Here it finally is. My first post on this corner of the web. I had this all planned. The day, the topic, but then life happened. So this is the re-crafted version of the original post about my love and passion for using film. And my struggle…………………Yes, I struggle.
Specifically I struggle sometimes with seeing something that moves me and putting aside the thought that I have to photograph it. I am not my camera, I am me. I see. I hear. I think. I feel. I would like to say my camera changes none of this, but it does, and not always for the better. I have struggled and sometimes still do, with the fact that my cameras are sometimes distractions. Maybe not major distractions, maybe sometimes just minor distractions. But that fraction of a second I am glancing at them is a fraction of a second I am not getting lost in the world around me. But I know that photography for me is not rooted in equipment. I don’t even need a camera on my person to be a photographer, it just may mean that I don’t bring home any images for anybody but myself, and those are locked away in my memory and the core of my soul.

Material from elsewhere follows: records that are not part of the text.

//! Types for reading package archives
//!

use binrw::BinRead;
use std::{
    fmt::{self, Debug},
    io::{Read, Seek, SeekFrom},
};
use tracing::debug;

use crate::{
    compression::{decompress, CompressionKind, DELETED_RECORD},
    error::{Error, Result},
    types::{IndexRecord, PackageHeader, INDEX_RECORD_SIZE},
};

/// Resource type id of localization string tables (STBL resources).
pub const STRING_TABLE_TYPE: u32 = 0x220557DA;

/// One string table resource found in a package's index.
///
/// Identity is the `(type_id, group_id, instance_id)` triple. Sizes already have the
/// compression flag bit masked off.
#[derive(Debug, Copy, Clone, PartialEq, Eq)]
pub struct PackageEntry {
    /// The resource type; always [`STRING_TABLE_TYPE`] for entries produced by this reader
    pub type_id: u32,

    /// The resource group
    pub group_id: u32,

    /// The full 64-bit resource instance id
    pub instance_id: u64,

    /// The offset of the resource data from the start of the file
    pub file_position: u64,

    /// The size of the resource data as stored in the file
    pub stored_size: u32,

    /// The size of the resource data after decompression
    pub decompressed_size: u32,

    /// How the resource data was compressed
    pub compression: CompressionKind,
}

impl PackageEntry {
    /// The resource instance id as the upper-case, zero-padded hex string used for language
    /// filtering.
    pub fn instance_hex_id(&self) -> String {
        format!("{:016X}", self.instance_id)
    }
}

/// Package archive reader
///
/// Validates the container header and scans the index for string table resources without
/// decompressing any payloads. Payloads are pulled out individually with
/// [`PackageArchive::read_entry`].
///
/// ```no_run
/// use std::io::prelude::*;
///
/// fn list_string_tables(reader: impl Read + Seek) -> refer_package::error::Result<()> {
///     let mut package = refer_package::PackageArchive::new(reader)?;
///
///     for entry in package.entries().to_vec() {
///         let bytes = package.read_entry(&entry)?;
///         println!("{}: {} bytes", entry.instance_hex_id(), bytes.len());
///     }
///
///     Ok(())
/// }
/// ```
pub struct PackageArchive<R> {
    reader: R,
    header: PackageHeader,
    entries: Vec<PackageEntry>,
}

impl<R> Debug for PackageArchive<R> {
    fn fmt(&self, f: &mut fmt::Formatter) -> fmt::Result {
        write!(f, "PackageArchive({:#?})", self.entries)
    }
}

impl<R> PackageArchive<R> {
    /// Number of string table entries found in this package.
    pub fn len(&self) -> usize {
        self.entries.len()
    }

    /// Whether this package contains no string table entries.
    pub fn is_empty(&self) -> bool {
        self.entries.is_empty()
    }

    /// The string table entries found in the index, in index order.
    pub fn entries(&self) -> &[PackageEntry] {
        &self.entries
    }

    /// Get an entry by its position in the index scan, if it's present.
    pub fn by_index(&self, index: usize) -> Option<&PackageEntry> {
        self.entries.get(index)
    }

    /// Get an entry by its resource instance id, if it's present.
    pub fn by_instance(&self, instance_id: u64) -> Option<&PackageEntry> {
        self.entries
            .iter()
            .find(|entry| entry.instance_id == instance_id)
    }

    /// The validated package header.
    pub fn header(&self) -> &PackageHeader {
        &self.header
    }

    /// Unwrap and return the inner reader object
    ///
    /// The position of the reader is undefined.
    pub fn into_inner(self) -> R {
        self.reader
    }
}

impl<R: Read + Seek> PackageArchive<R> {
    /// Read a package archive, collecting the string table resources it contains.
    pub fn new(mut reader: R) -> Result<PackageArchive<R>> {
        let header = PackageHeader::read(&mut reader).map_err(|_| Error::InvalidArchive)?;

        if header.major_version != 2 || header.minor_version != 1 {
            return Err(Error::UnsupportedVersion {
                major: header.major_version,
                minor: header.minor_version,
            });
        }

        let entries = Self::scan_index(&mut reader, &header)?;

        Ok(PackageArchive {
            reader,
            header,
            entries,
        })
    }

    /// Read, decompress and return one entry's bytes.
    ///
    /// Fails when the decompressed output does not match the entry's declared decompressed
    /// size.
    pub fn read_entry(&mut self, entry: &PackageEntry) -> Result<Vec<u8>> {
        self.reader.seek(SeekFrom::Start(entry.file_position))?;

        let mut stored = vec![0u8; entry.stored_size as usize];
        self.reader.read_exact(&mut stored)?;

        decompress(&stored, entry.compression, entry.decompressed_size as usize)
    }

    fn scan_index(reader: &mut R, header: &PackageHeader) -> Result<Vec<PackageEntry>> {
        let index_start = header.index_start();
        let mut entries = Vec::new();

        for record_index in 0..header.entry_count {
            reader.seek(SeekFrom::Start(
                index_start + u64::from(record_index) * INDEX_RECORD_SIZE,
            ))?;

            let record = IndexRecord::read(reader)?;

            if record.type_id != STRING_TABLE_TYPE {
                continue;
            }

            if record.stored_size() == 0 {
                continue;
            }

            if record.compression_code == DELETED_RECORD {
                debug!(instance = record.instance_id(), "skipping deleted record");
                continue;
            }

            let Some(compression) = CompressionKind::from_code(record.compression_code) else {
                debug!(
                    instance = record.instance_id(),
                    code = record.compression_code,
                    "skipping record with unknown compression code"
                );
                continue;
            };

            entries.push(PackageEntry {
                type_id: record.type_id,
                group_id: record.group_id,
                instance_id: record.instance_id(),
                file_position: u64::from(record.file_position),
                stored_size: record.stored_size(),
                decompressed_size: record.decompressed_size(),
                compression,
            });
        }

        Ok(entries)
    }
}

I seek places like ancient forests or deserted beaches not to make pictures but to experience all that hidden magic that can be found: silence both in my mind and the world around it, chilled, crisp, clean air, a beautiful and simple world. I happen to carry cameras on these escapes, I happen to often use those cameras, and I happen to sometimes bring back visible images to share. But none of that is the point and so sometimes those cameras undermine the point. But I know this too and I make a point to do what I can to avoid it. It is one reason I like medium format film so much. I get only twelve exposures on my Hasselblad. So I pick and choose those photos… much more time passes between when that camera goes from being at rest hanging from my shoulder to pressing the shutter. Moments, minutes, even hours or lifetimes.
The fewer photos I can make, the fewer photos I do make, the more I see.